Would be interested in your view on another angle to context in journalism. Take a complex issue that a journalist thinks is important for people to learn about. Seems unlikely that an article which opens with lots of stats and context will attract interest. So, the article will begin with an example story about an individual or a family. This does the trick and I am more likely to read and to be drawn in to learn more because there is emotion, risk at play. I can see myself in that situation and how I might feel. Hopefully, at this point additional context is provided that allows me to understand if this truly might affect me, my community or my country.

Unfortunately, very often we are presented with an issue, risk or problem only or primarily from that emotional perspective. Multiple individual narratives might be provided, all of which are emotional and seem risky and scary to me. I am drawn to think that my family is also at great risk. This is especially the case if the potential consequences are serious and significant. And this is easy to conclude as I have just read about or watched a person devastated in a hospital bed or gutted by the loss of a loved one. For a recent example, I am thinking about multiple stories on the national news about equine encephalitis. The death of a baby from this disease was tragic but it took a long time to learn it was one of 8 (I think) cases in Canada.

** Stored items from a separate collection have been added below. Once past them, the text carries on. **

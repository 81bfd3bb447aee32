//! Service credential documents and bearer tokens.

use crate::error::{InsightError, Result};
use serde::Deserialize;
use std::fmt;
use std::path::Path;
use std::time::{Duration, SystemTime};

/// Default OAuth 2.0 token endpoint.
pub const DEFAULT_TOKEN_URI: &str = "https://oauth2.googleapis.com/token";

fn default_token_uri() -> String {
    DEFAULT_TOKEN_URI.to_string()
}

/// A service account credential document.
///
/// Only the fields the assertion exchange needs are read; anything else in
/// the document is ignored.
#[derive(Clone, Deserialize)]
pub struct ServiceCredential {
    /// Identity used as issuer and subject of the assertion.
    pub client_email: String,
    /// PEM-encoded RSA private key.
    pub private_key: String,
    /// Key id, sent as the assertion's `kid` header.
    #[serde(default)]
    pub private_key_id: Option<String>,
    /// Token endpoint; also the assertion's audience.
    #[serde(default = "default_token_uri")]
    pub token_uri: String,
    /// Project the service account belongs to.
    #[serde(default)]
    pub project_id: Option<String>,
}

impl ServiceCredential {
    /// Reads and parses a credential document.
    pub fn load(path: &Path) -> Result<Self> {
        let content = std::fs::read_to_string(path).map_err(|e| {
            InsightError::credential(format!(
                "Failed to read credential file {}: {e}",
                path.display()
            ))
        })?;
        Self::from_json(&content).map_err(|e| {
            InsightError::credential(format!("{} ({})", e, path.display()))
        })
    }

    /// Parses a credential document from JSON text.
    pub fn from_json(content: &str) -> Result<Self> {
        let credential: Self = serde_json::from_str(content)
            .map_err(|e| InsightError::credential(format!("Invalid credential document: {e}")))?;

        if credential.client_email.trim().is_empty() {
            return Err(InsightError::credential(
                "Invalid credential document: client_email is empty",
            ));
        }
        if credential.private_key.trim().is_empty() {
            return Err(InsightError::credential(
                "Invalid credential document: private_key is empty",
            ));
        }

        Ok(credential)
    }
}

impl fmt::Debug for ServiceCredential {
    fn fmt(&self, f: &mut fmt::Formatter<'_>) -> fmt::Result {
        f.debug_struct("ServiceCredential")
            .field("client_email", &self.client_email)
            .field("private_key", &"<redacted>")
            .field("private_key_id", &self.private_key_id)
            .field("token_uri", &self.token_uri)
            .field("project_id", &self.project_id)
            .finish()
    }
}

/// A short-lived access token.
#[derive(Clone)]
pub struct BearerToken {
    value: String,
    expires_at: SystemTime,
}

impl BearerToken {
    /// Creates a token that expires `lifetime` from now.
    pub fn new(value: impl Into<String>, lifetime: Duration) -> Self {
        Self {
            value: value.into(),
            expires_at: SystemTime::now() + lifetime,
        }
    }

    /// The raw token, for the `Authorization` header.
    pub fn secret(&self) -> &str {
        &self.value
    }

    pub fn expires_at(&self) -> SystemTime {
        self.expires_at
    }

    pub fn is_expired(&self) -> bool {
        SystemTime::now() >= self.expires_at
    }
}

impl fmt::Debug for BearerToken {
    fn fmt(&self, f: &mut fmt::Formatter<'_>) -> fmt::Result {
        f.debug_struct("BearerToken")
            .field("value", &"<redacted>")
            .field("expires_at", &self.expires_at)
            .finish()
    }
}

Or a couple of years back a week long series about sexual predators within the youth sports world. Each incident cited presented a debilitating situation for the individuals and families concerned. And numbers provided seemed large - hundreds of coaches convicted of sex offences against their athletes. Reports eventually made it clear that this was over a 20 year period but nowhere did it indicate over how many coaches overall. Hundreds of such cases are devastating in each case but does not help me decide whether the risk to my children in sport is so great that I should consider not registering them.

This journalistic method may draw my attention but its focus on emotion (and negativity as you point out), leaves too many people believing that they and theirs are directly at risk of many things where they are massively unlikely to be affected. And this is a standard part of commentary on social media where a single lurid incident is used to generalize a problem or a person’s position/argument. Which then also seems to justify ‘solving’ a complex problem with one preferred answer.